Despite our frustration, we all agreed that this type of angling is a thing of beauty, a show unto itself. A marlin lights up when it attacks the teasers. Its pectoral fins glow a bright electric blue that shows up vividly in the water. The marlin slaps the teaser with its bill, sometimes actually grabbing the lure and peeling line off the reel. When this happens, the teaser man feels as if he has hooked the fish, even though there is no steel in the lure. When the teaser is wrestled out of the marlin’s jaws, the fish gets hotter, coming after its "victim" with even more fury. After several vain attempts to grab the teaser, the marlin is drawn right up to the transom in a blind rage, looking for something - anything - to kill. I swear that if you were to toss a cigar butt overboard the marlin would pounce on it.
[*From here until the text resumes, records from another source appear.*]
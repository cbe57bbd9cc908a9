//! Deadline-bounded condition waits
//!
//! A [`Waiter`] races a condition over a continuously changing signal (the
//! playback position) against a deadline. Each call creates one
//! [`WaitRequest`] that ends in exactly one of three terminal states:
//!
//! ```text
//! Pending ──► Succeeded
//!         ├─► TimedOut
//!         └─► Cancelled
//! ```
//!
//! The state lives in a single atomic and only the first compare-and-swap out of
//! `Pending` takes effect, so a success, a timeout and an external cancel landing
//! in the same tick still produce one outcome.
//!
//! Events from the surface (`timeupdate`, `playing`, `ended`) only mean "check
//! now". The decision is always made on a fresh sample, never on the event
//! payload, which may be stale or coalesced. A poll tick covers sources that
//! emit nothing at all.

use crate::error::{Error, Result};
use crate::event_manager::{EventManager, ListenerHandle};
use crate::player::MediaSurface;
use cwh_common::events::{names, EventSource};
use serde::Serialize;
use std::sync::atomic::{AtomicU64, AtomicU8, Ordering};
use std::sync::{Arc, Mutex, MutexGuard, PoisonError};
use std::time::Duration;
use tokio::sync::Notify;
use tokio::time::{Instant, MissedTickBehavior};
use tokio_util::sync::CancellationToken;
use tracing::{debug, info, warn};

/// Default interval between direct re-samples of the condition
pub const DEFAULT_POLL_INTERVAL: Duration = Duration::from_millis(250);

/// Events that prompt an immediate re-sample
const WAKE_EVENTS: [&str; 3] = [names::TIME_UPDATE, names::PLAYING, names::ENDED];

/// Terminal state of a wait request
#[derive(Debug, Clone, Copy, PartialEq, Eq, Serialize)]
#[serde(rename_all = "snake_case")]
pub enum WaitOutcome {
    Succeeded,
    TimedOut,
    Cancelled,
}

impl std::fmt::Display for WaitOutcome {
    fn fmt(&self, f: &mut std::fmt::Formatter<'_>) -> std::fmt::Result {
        match self {
            WaitOutcome::Succeeded => write!(f, "SUCCEEDED"),
            WaitOutcome::TimedOut => write!(f, "TIMED_OUT"),
            WaitOutcome::Cancelled => write!(f, "CANCELLED"),
        }
    }
}

const STATE_PENDING: u8 = 0;
const STATE_SUCCEEDED: u8 = 1;
const STATE_TIMED_OUT: u8 = 2;
const STATE_CANCELLED: u8 = 3;

impl WaitOutcome {
    fn as_state(self) -> u8 {
        match self {
            WaitOutcome::Succeeded => STATE_SUCCEEDED,
            WaitOutcome::TimedOut => STATE_TIMED_OUT,
            WaitOutcome::Cancelled => STATE_CANCELLED,
        }
    }

    fn from_state(state: u8) -> Option<Self> {
        match state {
            STATE_SUCCEEDED => Some(WaitOutcome::Succeeded),
            STATE_TIMED_OUT => Some(WaitOutcome::TimedOut),
            STATE_CANCELLED => Some(WaitOutcome::Cancelled),
            _ => None,
        }
    }
}

/// One outstanding deadline race
/// Deadline used when `now + timeout` does not fit the clock (about 30 years)
const FAR_FUTURE: Duration = Duration::from_secs(86_400 * 365 * 30);

fn deadline_after(timeout: Duration) -> Instant {
    let now = Instant::now();
    now.checked_add(timeout).unwrap_or_else(|| now + FAR_FUTURE)
}

#[derive(Debug)]
pub struct WaitRequest {
    id: u64,
    label: String,
    timeout: Duration,
    deadline: Instant,
    state: AtomicU8,
    token: CancellationToken,
}

impl WaitRequest {
    fn new(id: u64, label: String, timeout: Duration, token: CancellationToken) -> Self {
        Self {
            id,
            label,
            timeout,
            deadline: deadline_after(timeout),
            state: AtomicU8::new(STATE_PENDING),
            token,
        }
    }

    pub fn id(&self) -> u64 {
        self.id
    }

    pub fn label(&self) -> &str {
        &self.label
    }

    pub fn deadline(&self) -> Instant {
        self.deadline
    }

    /// Terminal outcome, or `None` while pending
    pub fn outcome(&self) -> Option<WaitOutcome> {
        WaitOutcome::from_state(self.state.load(Ordering::SeqCst))
    }

    pub fn is_pending(&self) -> bool {
        self.outcome().is_none()
    }

    /// Move out of `Pending`
    ///
    /// Returns true if this call decided the outcome; false if the request was
    /// already terminal, in which case nothing changes.
    pub fn resolve(&self, outcome: WaitOutcome) -> bool {
        self.state
            .compare_exchange(
                STATE_PENDING,
                outcome.as_state(),
                Ordering::SeqCst,
                Ordering::SeqCst,
            )
            .is_ok()
    }

    /// Cancel from outside the waiting task
    ///
    /// Idempotent. Wakes the waiting task so it releases its listeners.
    pub fn cancel(&self) -> bool {
        let decided = self.resolve(WaitOutcome::Cancelled);
        self.token.cancel();
        decided
    }
}

/// Summary of a finished wait request
#[derive(Debug, Clone, PartialEq, Serialize)]
pub struct WaitRecord {
    pub id: u64,
    pub label: String,
    pub outcome: WaitOutcome,
    pub timeout_ms: u64,
    pub elapsed_ms: u64,
}

#[derive(Default)]
struct WaiterShared {
    outstanding: Vec<Arc<WaitRequest>>,
    records: Vec<WaitRecord>,
}

/// Deadline-bounded waits over a media surface
///
/// Cloning yields another handle to the same waiter (same scope token,
/// outstanding set and records), which is how an error listener cancels waits
/// owned by the step sequence.
#[derive(Clone)]
pub struct Waiter {
    event_manager: EventManager,
    poll_interval: Duration,
    scope: CancellationToken,
    shared: Arc<Mutex<WaiterShared>>,
    next_id: Arc<AtomicU64>,
}

impl Waiter {
    pub fn new(event_manager: EventManager) -> Self {
        Self {
            event_manager,
            poll_interval: DEFAULT_POLL_INTERVAL,
            scope: CancellationToken::new(),
            shared: Arc::new(Mutex::new(WaiterShared::default())),
            next_id: Arc::new(AtomicU64::new(0)),
        }
    }

    pub fn with_poll_interval(mut self, poll_interval: Duration) -> Self {
        // A zero period would make tokio::time::interval panic
        self.poll_interval = poll_interval.max(Duration::from_millis(1));
        self
    }

    /// Tie every request to `scope`: cancelling it cancels all outstanding waits
    pub fn with_cancellation(mut self, scope: CancellationToken) -> Self {
        self.scope = scope;
        self
    }

    fn lock(&self) -> MutexGuard<'_, WaiterShared> {
        self.shared.lock().unwrap_or_else(PoisonError::into_inner)
    }

    /// Requests that have not reached a terminal state
    pub fn outstanding(&self) -> Vec<Arc<WaitRequest>> {
        self.lock().outstanding.clone()
    }

    /// Finished requests, in completion order
    pub fn records(&self) -> Vec<WaitRecord> {
        self.lock().records.clone()
    }

    /// Cancel every outstanding request and any request started afterwards
    ///
    /// Idempotent. Requests already terminal keep their outcome.
    pub fn cancel_all(&self) {
        let outstanding = self.outstanding();
        for request in &outstanding {
            if request.cancel() {
                debug!(request = request.id, label = %request.label, "wait cancelled");
            }
        }
        self.scope.cancel();
    }

    /// Succeed as soon as `sample(source)` differs from its value at call time
    ///
    /// Fails with [`Error::WaitTimeout`] if no change is seen within `timeout`.
    /// Reaching end of stream does not count as movement.
    pub async fn wait_for_movement<S, T, F>(&self, source: &S, sample: F, timeout: Duration) -> Result<()>
    where
        S: EventSource + ?Sized,
        T: PartialEq + std::fmt::Debug,
        F: Fn(&S) -> T,
    {
        let initial = sample(source);
        debug!(?initial, ?timeout, "waiting for movement");
        self.race(source, "movement", timeout, |s| sample(s) != initial).await
    }

    /// Succeed once `sample(source) >= initial + delta`, or once the source ends
    ///
    /// Fails with [`Error::WaitTimeout`] if neither happens within
    /// `overall_timeout`, and with [`Error::Configuration`] for a NaN or
    /// negative `delta`.
    pub async fn wait_until_threshold_or_timeout<S, F>(
        &self,
        source: &S,
        sample: F,
        delta: f64,
        overall_timeout: Duration,
    ) -> Result<()>
    where
        S: MediaSurface + ?Sized,
        F: Fn(&S) -> f64,
    {
        if !delta.is_finite() || delta < 0.0 {
            return Err(Error::Configuration(format!(
                "progress delta must be a non-negative number of seconds, got {delta}"
            )));
        }
        let initial = sample(source);
        let target = initial + delta;
        debug!(initial, target, ?overall_timeout, "waiting for threshold");
        let label = format!("progress of {delta}s");
        self.race(source, &label, overall_timeout, |s| s.ended() || sample(s) >= target)
            .await
    }

    /// `wait_for_movement` on the surface playhead
    pub async fn wait_for_playhead_movement<S>(&self, surface: &S, timeout: Duration) -> Result<()>
    where
        S: MediaSurface + ?Sized,
    {
        self.wait_for_movement(surface, |s: &S| s.position(), timeout).await
    }

    /// Play for `seconds`, stopping early at end of stream
    pub async fn wait_until_playhead_reaches<S>(
        &self,
        surface: &S,
        seconds: f64,
        overall_timeout: Duration,
    ) -> Result<()>
    where
        S: MediaSurface + ?Sized,
    {
        self.wait_until_threshold_or_timeout(surface, |s: &S| s.position(), seconds, overall_timeout)
            .await
    }

    async fn race<S, C>(&self, source: &S, label: &str, timeout: Duration, condition: C) -> Result<()>
    where
        S: EventSource + ?Sized,
        C: Fn(&S) -> bool,
    {
        let id = self.next_id.fetch_add(1, Ordering::SeqCst) + 1;
        let request = Arc::new(WaitRequest::new(
            id,
            label.to_string(),
            timeout,
            self.scope.child_token(),
        ));
        let wake = Arc::new(Notify::new());

        // Dropping the guard releases listeners and records the outcome, also
        // when this future is dropped mid-wait
        let mut guard = RequestGuard::new(self, request.clone());
        for event_type in WAKE_EVENTS {
            let wake = wake.clone();
            guard.handles.push(self.event_manager.listen(source, event_type, move |_| {
                wake.notify_one();
            }));
        }

        let deadline = tokio::time::sleep_until(request.deadline);
        tokio::pin!(deadline);
        let mut poll = tokio::time::interval(self.poll_interval);
        poll.set_missed_tick_behavior(MissedTickBehavior::Skip);

        loop {
            if !request.is_pending() || request.token.is_cancelled() {
                request.resolve(WaitOutcome::Cancelled);
                break;
            }
            if condition(source) {
                request.resolve(WaitOutcome::Succeeded);
                break;
            }

            tokio::select! {
                biased;
                _ = request.token.cancelled() => {
                    request.resolve(WaitOutcome::Cancelled);
                    break;
                }
                _ = &mut deadline => {
                    // Last authoritative sample before giving up
                    let outcome = if condition(source) {
                        WaitOutcome::Succeeded
                    } else {
                        WaitOutcome::TimedOut
                    };
                    request.resolve(outcome);
                    break;
                }
                _ = wake.notified() => {}
                _ = poll.tick() => {}
            }
        }

        let outcome = request.outcome().unwrap_or(WaitOutcome::Cancelled);
        drop(guard);

        match outcome {
            WaitOutcome::Succeeded => {
                info!(request = id, label, "wait succeeded");
                Ok(())
            }
            WaitOutcome::TimedOut => {
                warn!(request = id, label, ?timeout, "wait timed out");
                Err(Error::WaitTimeout {
                    label: label.to_string(),
                    timeout,
                })
            }
            WaitOutcome::Cancelled => {
                debug!(request = id, label, "wait ended by cancellation");
                Err(Error::WaitCancelled(label.to_string()))
            }
        }
    }
}

impl std::fmt::Debug for Waiter {
    fn fmt(&self, f: &mut std::fmt::Formatter<'_>) -> std::fmt::Result {
        let shared = self.lock();
        f.debug_struct("Waiter")
            .field("poll_interval", &self.poll_interval)
            .field("outstanding", &shared.outstanding.len())
            .field("finished", &shared.records.len())
            .field("cancelled", &self.scope.is_cancelled())
            .finish()
    }
}

/// Owns the resources of one request for its whole lifetime
struct RequestGuard<'a> {
    waiter: &'a Waiter,
    request: Arc<WaitRequest>,
    handles: Vec<ListenerHandle>,
    started: Instant,
}

impl<'a> RequestGuard<'a> {
    fn new(waiter: &'a Waiter, request: Arc<WaitRequest>) -> Self {
        waiter.lock().outstanding.push(request.clone());
        Self {
            waiter,
            request,
            handles: Vec::new(),
            started: Instant::now(),
        }
    }
}

impl Drop for RequestGuard<'_> {
    fn drop(&mut self) {
        for handle in self.handles.drain(..) {
            self.waiter.event_manager.unlisten(&handle);
        }
        // Dropped while pending means the awaiting future itself was abandoned
        self.request.resolve(WaitOutcome::Cancelled);
        let outcome = self.request.outcome().unwrap_or(WaitOutcome::Cancelled);

        let record = WaitRecord {
            id: self.request.id,
            label: self.request.label.clone(),
            outcome,
            timeout_ms: self.request.timeout.as_millis() as u64,
            elapsed_ms: self.started.elapsed().as_millis() as u64,
        };
        let mut shared = self.waiter.lock();
        shared.outstanding.retain(|r| r.id != self.request.id);
        shared.records.push(record);
    }
}

// ========================================
// Tests
// ========================================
So then you have a furious marlin right there, scant meters from the transom, looking for a victim. "It’s like fishing in an aquarium," says Luiz Guilherme, impressed with how clearly he can see the marlin. Remember that the fly is cast with the motor in neutral and there is no wake to roil the surface. The problem is that our long-nosed friend is rather impatient and he doesn’t stick around for very long. If he doesn’t nail the popper on the first or second cast, he has to be teased into a rage again with a secret weapon: a hookless ballyhoo, sewn up with dental floss to withstand the marlin’s abuse. Using spinning gear, the ballyhoo is cast out and worked past the marlin. Smelling fresh meat, the marlin may take a bite. Then, once again, the bait is yanked out of the poor fish’s mouth. The ballyhoo is reeled in past the popper and quickly removed from the water. The marlin should then switch targets and grab the popper. This theory is fairly easy to understand, but several obstacles may arise when we put it into practice. If the ballyhoo is worked too quickly, the marlin doesn’t chase it. If the ballyhoo is worked too slowly, and sometimes even when it’s not worked so slowly (these marlin can be darn quick when they’re hungry), the marlin swallows the baitfish and forgets about the popper. Then he goes on his way, without so much as a "thanks" for the free meal.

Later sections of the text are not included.